> _Data excerpts_
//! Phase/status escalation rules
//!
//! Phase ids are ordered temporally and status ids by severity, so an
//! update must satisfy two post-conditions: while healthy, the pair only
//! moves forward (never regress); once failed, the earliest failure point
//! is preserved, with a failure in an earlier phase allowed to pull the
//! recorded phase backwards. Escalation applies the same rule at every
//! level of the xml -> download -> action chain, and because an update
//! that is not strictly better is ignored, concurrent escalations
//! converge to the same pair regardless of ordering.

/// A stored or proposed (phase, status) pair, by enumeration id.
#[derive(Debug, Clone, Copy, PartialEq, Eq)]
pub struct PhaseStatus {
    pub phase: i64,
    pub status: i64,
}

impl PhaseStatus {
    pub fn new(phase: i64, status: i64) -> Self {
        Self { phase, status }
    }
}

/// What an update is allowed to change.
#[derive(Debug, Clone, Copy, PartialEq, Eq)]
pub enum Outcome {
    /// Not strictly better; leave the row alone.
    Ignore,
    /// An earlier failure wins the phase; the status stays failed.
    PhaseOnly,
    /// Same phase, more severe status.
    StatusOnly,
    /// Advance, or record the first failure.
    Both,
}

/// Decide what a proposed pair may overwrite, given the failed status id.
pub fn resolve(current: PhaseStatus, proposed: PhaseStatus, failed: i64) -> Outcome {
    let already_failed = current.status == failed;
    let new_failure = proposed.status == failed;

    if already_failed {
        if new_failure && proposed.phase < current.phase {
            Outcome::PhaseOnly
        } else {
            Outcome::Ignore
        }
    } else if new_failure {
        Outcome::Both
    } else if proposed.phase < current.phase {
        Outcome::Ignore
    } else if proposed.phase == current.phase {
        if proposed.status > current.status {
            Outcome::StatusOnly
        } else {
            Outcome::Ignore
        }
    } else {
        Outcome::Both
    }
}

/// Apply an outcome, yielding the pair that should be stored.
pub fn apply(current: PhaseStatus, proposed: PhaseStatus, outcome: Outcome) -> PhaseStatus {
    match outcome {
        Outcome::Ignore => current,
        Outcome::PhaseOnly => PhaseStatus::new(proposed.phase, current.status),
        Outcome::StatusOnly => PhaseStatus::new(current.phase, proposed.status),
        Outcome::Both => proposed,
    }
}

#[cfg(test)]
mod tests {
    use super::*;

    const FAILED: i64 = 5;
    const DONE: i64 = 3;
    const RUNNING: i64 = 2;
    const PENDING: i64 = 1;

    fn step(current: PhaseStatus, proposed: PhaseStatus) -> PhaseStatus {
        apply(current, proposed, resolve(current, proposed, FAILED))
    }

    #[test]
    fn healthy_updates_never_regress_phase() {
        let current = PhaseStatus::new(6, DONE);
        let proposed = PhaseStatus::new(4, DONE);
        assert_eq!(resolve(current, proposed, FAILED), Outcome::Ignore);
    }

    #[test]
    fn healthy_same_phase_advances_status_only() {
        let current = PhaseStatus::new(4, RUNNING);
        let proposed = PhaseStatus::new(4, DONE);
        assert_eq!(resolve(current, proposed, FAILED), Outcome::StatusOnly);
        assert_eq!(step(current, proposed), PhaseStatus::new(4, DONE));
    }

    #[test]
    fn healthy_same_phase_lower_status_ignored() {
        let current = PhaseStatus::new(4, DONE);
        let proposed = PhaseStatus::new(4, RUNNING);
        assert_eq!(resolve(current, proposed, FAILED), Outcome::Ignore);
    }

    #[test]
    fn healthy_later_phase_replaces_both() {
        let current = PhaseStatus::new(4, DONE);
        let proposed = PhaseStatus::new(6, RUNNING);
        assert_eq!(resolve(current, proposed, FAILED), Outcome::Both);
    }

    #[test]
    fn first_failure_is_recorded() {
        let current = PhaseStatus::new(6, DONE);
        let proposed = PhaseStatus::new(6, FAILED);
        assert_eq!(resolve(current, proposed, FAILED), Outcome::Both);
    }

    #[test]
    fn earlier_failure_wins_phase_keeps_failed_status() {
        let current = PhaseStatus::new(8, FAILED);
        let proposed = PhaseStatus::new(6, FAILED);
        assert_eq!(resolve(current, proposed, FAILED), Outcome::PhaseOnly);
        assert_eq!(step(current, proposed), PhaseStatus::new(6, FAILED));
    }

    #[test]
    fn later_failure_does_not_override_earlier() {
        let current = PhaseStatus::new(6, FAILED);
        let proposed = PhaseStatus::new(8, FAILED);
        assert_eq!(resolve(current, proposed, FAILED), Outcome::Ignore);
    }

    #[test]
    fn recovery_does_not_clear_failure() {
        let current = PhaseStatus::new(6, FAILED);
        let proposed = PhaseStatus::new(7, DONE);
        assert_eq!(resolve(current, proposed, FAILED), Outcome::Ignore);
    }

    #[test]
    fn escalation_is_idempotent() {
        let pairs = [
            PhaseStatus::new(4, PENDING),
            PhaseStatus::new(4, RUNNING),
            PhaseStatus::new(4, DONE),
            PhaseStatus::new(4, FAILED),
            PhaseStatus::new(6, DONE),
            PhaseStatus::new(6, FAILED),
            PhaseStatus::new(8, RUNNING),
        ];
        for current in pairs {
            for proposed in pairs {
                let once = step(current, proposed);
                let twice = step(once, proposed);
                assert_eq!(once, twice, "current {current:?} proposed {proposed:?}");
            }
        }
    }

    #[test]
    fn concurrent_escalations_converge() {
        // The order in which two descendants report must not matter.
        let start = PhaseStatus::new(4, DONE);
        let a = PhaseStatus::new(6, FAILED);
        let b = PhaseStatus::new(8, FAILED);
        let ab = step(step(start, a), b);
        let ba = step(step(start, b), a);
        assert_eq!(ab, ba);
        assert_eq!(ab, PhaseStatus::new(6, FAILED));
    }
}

---

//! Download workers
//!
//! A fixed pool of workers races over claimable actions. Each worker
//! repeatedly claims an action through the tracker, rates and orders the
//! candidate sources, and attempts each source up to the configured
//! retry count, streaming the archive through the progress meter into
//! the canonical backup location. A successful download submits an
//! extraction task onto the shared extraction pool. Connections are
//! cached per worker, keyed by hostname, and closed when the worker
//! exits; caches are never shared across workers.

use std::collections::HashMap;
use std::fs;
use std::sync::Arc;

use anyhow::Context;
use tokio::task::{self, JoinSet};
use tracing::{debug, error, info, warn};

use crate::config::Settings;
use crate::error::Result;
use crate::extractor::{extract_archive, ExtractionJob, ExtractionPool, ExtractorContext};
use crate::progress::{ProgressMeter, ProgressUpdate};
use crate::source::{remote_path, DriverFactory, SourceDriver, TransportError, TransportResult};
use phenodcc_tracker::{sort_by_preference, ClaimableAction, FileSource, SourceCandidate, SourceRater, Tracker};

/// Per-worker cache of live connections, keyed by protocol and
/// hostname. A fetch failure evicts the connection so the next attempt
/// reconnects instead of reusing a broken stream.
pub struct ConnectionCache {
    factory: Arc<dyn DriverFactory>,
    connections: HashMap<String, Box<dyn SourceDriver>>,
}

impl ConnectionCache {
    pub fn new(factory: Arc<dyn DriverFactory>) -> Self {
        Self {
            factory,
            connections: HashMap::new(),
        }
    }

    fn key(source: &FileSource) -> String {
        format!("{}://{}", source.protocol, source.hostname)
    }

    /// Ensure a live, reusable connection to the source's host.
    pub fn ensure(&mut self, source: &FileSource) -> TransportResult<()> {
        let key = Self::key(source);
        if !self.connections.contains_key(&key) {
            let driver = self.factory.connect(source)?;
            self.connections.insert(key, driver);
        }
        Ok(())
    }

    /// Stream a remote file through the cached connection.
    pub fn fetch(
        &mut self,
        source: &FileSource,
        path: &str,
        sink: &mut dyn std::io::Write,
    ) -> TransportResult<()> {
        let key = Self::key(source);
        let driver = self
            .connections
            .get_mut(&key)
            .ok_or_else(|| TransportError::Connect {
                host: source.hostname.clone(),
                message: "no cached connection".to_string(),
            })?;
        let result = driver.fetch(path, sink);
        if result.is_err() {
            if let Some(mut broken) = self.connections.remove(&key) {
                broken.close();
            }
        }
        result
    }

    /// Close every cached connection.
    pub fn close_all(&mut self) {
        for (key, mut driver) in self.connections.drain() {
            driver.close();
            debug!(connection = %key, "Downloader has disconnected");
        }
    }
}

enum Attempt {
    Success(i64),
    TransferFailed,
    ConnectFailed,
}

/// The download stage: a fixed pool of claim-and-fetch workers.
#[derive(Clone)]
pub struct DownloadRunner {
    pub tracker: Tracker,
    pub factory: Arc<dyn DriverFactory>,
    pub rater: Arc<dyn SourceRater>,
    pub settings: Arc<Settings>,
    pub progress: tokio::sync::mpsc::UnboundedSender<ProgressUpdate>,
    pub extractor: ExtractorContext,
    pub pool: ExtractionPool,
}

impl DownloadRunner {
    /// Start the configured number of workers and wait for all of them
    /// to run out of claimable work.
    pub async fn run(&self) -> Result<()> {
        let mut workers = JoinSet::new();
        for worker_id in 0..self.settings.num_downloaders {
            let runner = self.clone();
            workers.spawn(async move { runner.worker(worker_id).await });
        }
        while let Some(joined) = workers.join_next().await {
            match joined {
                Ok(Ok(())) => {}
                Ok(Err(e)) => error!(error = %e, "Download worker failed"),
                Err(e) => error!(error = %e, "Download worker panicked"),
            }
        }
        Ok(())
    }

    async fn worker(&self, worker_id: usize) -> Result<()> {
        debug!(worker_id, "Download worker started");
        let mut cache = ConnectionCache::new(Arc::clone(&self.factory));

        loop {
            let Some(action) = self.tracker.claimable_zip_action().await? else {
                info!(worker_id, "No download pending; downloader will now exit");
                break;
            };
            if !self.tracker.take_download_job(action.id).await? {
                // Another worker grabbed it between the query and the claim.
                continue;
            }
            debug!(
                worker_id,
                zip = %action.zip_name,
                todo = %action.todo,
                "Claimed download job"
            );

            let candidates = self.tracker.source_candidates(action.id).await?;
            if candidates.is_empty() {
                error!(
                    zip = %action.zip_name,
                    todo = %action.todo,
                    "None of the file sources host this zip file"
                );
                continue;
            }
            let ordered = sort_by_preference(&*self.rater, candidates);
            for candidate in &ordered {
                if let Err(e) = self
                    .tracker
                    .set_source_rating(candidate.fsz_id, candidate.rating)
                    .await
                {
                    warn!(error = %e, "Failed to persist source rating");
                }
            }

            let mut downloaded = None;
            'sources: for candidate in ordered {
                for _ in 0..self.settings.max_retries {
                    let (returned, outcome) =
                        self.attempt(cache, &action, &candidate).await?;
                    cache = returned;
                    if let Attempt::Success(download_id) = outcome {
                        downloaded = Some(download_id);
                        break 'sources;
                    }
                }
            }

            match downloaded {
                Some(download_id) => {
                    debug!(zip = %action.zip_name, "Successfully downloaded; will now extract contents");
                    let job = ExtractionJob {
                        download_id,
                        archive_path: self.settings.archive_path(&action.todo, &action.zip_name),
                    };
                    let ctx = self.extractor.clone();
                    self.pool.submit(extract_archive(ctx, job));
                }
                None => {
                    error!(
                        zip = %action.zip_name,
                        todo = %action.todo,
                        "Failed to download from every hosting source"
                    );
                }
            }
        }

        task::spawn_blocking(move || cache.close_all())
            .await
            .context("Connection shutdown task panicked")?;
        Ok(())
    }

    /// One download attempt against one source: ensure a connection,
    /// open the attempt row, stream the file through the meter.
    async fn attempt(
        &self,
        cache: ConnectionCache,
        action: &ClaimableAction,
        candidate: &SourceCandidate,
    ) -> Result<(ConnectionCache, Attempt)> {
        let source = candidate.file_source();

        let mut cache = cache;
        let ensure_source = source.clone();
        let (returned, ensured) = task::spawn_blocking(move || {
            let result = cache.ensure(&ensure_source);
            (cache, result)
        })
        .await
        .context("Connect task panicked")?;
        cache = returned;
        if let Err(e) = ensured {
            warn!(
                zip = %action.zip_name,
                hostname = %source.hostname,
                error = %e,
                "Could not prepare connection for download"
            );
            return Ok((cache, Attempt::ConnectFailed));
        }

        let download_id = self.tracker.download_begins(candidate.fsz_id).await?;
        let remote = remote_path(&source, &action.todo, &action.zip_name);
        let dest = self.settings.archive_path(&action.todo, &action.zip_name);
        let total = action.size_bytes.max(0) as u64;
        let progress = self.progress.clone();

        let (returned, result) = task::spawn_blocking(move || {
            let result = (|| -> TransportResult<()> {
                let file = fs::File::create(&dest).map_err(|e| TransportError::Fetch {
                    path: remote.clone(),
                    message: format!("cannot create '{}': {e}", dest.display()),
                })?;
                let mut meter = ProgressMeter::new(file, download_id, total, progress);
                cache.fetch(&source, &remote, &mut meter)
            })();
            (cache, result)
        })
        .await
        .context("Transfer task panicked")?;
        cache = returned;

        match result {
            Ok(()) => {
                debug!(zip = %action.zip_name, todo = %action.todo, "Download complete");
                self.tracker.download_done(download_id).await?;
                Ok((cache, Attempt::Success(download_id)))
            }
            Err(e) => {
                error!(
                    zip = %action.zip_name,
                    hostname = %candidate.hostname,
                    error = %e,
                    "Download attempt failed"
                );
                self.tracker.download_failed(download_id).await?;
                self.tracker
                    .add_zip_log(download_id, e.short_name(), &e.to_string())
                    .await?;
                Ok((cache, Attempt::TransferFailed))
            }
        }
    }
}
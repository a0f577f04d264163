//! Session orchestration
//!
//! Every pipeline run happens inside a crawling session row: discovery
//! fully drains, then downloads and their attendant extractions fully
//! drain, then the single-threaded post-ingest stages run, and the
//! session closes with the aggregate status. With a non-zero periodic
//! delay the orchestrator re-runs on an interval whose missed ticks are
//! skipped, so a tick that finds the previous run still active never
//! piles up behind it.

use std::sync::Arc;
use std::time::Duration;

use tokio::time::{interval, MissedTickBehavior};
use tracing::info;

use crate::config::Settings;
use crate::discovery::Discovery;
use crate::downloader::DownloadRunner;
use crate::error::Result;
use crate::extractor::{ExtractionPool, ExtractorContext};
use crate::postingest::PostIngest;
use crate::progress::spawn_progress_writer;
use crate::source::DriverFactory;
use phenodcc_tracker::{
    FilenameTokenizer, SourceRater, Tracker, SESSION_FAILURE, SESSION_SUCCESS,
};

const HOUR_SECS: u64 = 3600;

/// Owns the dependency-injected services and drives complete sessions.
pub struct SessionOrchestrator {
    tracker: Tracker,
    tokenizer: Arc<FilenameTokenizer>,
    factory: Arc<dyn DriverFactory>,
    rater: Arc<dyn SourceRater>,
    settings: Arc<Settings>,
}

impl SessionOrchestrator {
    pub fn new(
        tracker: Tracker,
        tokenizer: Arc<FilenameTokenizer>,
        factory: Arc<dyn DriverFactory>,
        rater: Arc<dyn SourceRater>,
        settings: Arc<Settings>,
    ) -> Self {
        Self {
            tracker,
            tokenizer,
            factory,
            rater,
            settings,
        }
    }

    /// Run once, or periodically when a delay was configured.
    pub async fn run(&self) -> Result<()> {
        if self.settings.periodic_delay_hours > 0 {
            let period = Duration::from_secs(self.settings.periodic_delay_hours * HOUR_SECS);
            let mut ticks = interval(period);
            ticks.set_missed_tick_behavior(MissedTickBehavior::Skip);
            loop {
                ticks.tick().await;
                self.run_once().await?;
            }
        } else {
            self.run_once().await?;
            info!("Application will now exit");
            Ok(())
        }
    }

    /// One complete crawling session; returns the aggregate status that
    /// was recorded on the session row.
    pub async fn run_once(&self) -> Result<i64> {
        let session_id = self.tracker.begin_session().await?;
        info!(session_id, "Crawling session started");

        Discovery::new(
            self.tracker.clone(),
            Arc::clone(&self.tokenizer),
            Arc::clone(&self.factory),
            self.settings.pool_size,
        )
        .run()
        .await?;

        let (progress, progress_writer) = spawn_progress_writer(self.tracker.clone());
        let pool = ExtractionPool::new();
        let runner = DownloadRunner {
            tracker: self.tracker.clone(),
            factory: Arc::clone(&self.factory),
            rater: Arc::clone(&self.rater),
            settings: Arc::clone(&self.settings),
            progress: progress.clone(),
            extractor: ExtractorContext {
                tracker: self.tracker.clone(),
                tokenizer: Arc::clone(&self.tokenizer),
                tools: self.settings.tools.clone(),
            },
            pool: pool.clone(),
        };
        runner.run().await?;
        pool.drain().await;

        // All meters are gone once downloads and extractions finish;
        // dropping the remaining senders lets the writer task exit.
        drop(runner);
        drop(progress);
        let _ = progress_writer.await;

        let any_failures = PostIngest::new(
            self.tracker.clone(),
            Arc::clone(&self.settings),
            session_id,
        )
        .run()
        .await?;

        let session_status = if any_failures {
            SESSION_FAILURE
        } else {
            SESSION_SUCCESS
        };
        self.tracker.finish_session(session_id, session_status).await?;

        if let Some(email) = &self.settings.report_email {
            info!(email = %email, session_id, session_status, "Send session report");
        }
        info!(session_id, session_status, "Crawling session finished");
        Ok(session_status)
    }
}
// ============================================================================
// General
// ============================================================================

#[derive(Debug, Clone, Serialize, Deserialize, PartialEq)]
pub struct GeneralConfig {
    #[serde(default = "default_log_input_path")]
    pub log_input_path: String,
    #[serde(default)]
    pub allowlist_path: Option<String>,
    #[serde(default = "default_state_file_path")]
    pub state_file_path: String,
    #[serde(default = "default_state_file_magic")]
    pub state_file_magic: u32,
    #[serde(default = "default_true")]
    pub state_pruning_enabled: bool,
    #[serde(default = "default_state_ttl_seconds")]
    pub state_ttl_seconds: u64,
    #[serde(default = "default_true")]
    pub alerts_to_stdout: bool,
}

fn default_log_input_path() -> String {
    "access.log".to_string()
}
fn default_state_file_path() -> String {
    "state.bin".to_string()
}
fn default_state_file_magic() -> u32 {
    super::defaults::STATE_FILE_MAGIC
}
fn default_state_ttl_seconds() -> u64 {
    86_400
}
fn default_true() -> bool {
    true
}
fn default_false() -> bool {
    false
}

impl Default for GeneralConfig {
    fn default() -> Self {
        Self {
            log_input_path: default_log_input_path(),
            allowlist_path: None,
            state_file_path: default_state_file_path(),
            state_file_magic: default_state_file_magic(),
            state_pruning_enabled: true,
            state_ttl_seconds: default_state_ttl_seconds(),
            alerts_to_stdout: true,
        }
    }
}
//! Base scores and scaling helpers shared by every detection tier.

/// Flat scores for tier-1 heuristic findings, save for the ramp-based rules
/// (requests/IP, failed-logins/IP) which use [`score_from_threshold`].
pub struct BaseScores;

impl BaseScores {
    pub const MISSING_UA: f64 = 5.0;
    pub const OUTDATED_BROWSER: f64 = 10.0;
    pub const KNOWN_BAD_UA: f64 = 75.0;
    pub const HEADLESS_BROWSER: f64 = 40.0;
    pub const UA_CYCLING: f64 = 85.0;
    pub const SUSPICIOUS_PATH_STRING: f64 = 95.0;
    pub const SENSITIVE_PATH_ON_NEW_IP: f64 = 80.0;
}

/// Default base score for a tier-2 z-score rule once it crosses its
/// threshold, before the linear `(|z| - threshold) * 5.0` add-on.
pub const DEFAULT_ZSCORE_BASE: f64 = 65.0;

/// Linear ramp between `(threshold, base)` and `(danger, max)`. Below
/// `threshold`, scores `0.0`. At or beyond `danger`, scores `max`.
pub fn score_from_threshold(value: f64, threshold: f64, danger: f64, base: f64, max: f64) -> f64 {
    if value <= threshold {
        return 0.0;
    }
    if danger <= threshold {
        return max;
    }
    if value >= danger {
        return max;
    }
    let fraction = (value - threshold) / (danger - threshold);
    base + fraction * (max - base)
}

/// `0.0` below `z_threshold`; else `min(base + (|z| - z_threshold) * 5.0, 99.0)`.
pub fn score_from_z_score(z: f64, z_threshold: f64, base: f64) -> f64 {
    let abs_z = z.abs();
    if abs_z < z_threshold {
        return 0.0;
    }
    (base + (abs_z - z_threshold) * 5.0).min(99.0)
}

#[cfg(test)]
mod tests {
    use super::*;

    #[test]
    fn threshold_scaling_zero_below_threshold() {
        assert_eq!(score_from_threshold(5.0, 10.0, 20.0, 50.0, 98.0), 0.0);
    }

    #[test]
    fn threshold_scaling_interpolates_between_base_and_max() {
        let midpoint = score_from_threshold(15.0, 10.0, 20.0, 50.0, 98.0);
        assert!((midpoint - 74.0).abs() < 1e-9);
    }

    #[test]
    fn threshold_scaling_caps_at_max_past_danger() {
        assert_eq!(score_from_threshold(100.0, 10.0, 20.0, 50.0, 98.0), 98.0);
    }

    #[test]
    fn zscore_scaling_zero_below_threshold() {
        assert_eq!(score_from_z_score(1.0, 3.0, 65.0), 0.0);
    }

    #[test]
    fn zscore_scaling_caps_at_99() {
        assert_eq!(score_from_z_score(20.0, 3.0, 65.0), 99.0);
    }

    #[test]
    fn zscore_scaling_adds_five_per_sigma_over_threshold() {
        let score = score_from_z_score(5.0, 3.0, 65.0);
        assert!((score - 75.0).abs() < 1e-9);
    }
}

* * *

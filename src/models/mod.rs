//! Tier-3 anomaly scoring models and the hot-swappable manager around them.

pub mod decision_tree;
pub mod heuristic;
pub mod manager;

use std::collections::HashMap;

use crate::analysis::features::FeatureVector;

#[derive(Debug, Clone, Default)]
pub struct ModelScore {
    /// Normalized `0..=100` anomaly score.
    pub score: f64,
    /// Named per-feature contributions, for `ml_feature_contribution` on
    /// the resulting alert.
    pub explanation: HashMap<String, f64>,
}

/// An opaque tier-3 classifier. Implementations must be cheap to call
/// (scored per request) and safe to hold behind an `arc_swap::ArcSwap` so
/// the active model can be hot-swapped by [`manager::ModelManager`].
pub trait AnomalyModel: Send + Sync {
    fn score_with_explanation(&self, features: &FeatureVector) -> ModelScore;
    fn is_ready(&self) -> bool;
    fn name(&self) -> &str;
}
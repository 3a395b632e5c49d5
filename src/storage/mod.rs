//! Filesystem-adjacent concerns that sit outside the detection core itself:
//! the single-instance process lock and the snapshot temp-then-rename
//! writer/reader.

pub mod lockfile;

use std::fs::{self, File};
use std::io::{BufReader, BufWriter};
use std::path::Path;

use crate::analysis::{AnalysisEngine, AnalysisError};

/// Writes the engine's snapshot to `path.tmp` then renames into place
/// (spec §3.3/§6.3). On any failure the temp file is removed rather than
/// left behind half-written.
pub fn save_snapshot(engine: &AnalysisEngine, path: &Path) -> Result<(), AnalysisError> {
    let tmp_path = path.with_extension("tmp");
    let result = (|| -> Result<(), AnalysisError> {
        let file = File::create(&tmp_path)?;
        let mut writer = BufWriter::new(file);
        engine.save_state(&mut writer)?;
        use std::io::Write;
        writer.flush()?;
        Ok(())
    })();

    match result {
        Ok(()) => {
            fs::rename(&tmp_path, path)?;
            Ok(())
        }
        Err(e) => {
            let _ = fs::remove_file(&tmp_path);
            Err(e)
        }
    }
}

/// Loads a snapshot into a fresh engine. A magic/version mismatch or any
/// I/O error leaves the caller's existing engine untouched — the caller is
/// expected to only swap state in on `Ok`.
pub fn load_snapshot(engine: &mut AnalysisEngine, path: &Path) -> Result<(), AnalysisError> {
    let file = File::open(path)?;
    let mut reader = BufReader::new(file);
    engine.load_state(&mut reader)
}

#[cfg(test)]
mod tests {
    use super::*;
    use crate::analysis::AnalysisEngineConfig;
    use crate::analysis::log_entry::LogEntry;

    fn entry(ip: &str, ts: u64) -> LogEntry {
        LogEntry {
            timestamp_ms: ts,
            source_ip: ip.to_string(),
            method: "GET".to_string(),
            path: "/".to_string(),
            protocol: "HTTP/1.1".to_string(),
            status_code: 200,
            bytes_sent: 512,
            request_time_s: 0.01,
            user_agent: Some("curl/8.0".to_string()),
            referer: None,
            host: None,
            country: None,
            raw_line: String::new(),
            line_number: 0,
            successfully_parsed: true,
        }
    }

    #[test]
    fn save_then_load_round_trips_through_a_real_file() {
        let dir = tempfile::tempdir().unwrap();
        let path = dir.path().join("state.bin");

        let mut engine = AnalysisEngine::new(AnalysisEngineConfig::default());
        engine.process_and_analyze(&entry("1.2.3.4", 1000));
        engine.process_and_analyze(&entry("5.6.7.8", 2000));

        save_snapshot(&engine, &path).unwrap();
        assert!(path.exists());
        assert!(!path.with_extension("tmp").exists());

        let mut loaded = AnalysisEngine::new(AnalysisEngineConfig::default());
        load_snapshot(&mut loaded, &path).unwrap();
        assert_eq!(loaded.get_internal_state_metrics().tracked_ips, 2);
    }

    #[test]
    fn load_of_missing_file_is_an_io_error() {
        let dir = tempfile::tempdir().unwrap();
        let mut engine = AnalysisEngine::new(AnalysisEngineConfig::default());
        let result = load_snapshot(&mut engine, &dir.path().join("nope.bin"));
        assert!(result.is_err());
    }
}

> _About this exercise_
Using the records above, copy word for word the line with "Phase/status escalation rules", the line with "because an update", and every line between them.

> _Written response_
//! Phase/status escalation rules
//!
//! Phase ids are ordered temporally and status ids by severity, so an
//! update must satisfy two post-conditions: while healthy, the pair only
//! moves forward (never regress); once failed, the earliest failure point
//! is preserved, with a failure in an earlier phase allowed to pull the
//! recorded phase backwards. Escalation applies the same rule at every
//! level of the xml -> download -> action chain, and because an update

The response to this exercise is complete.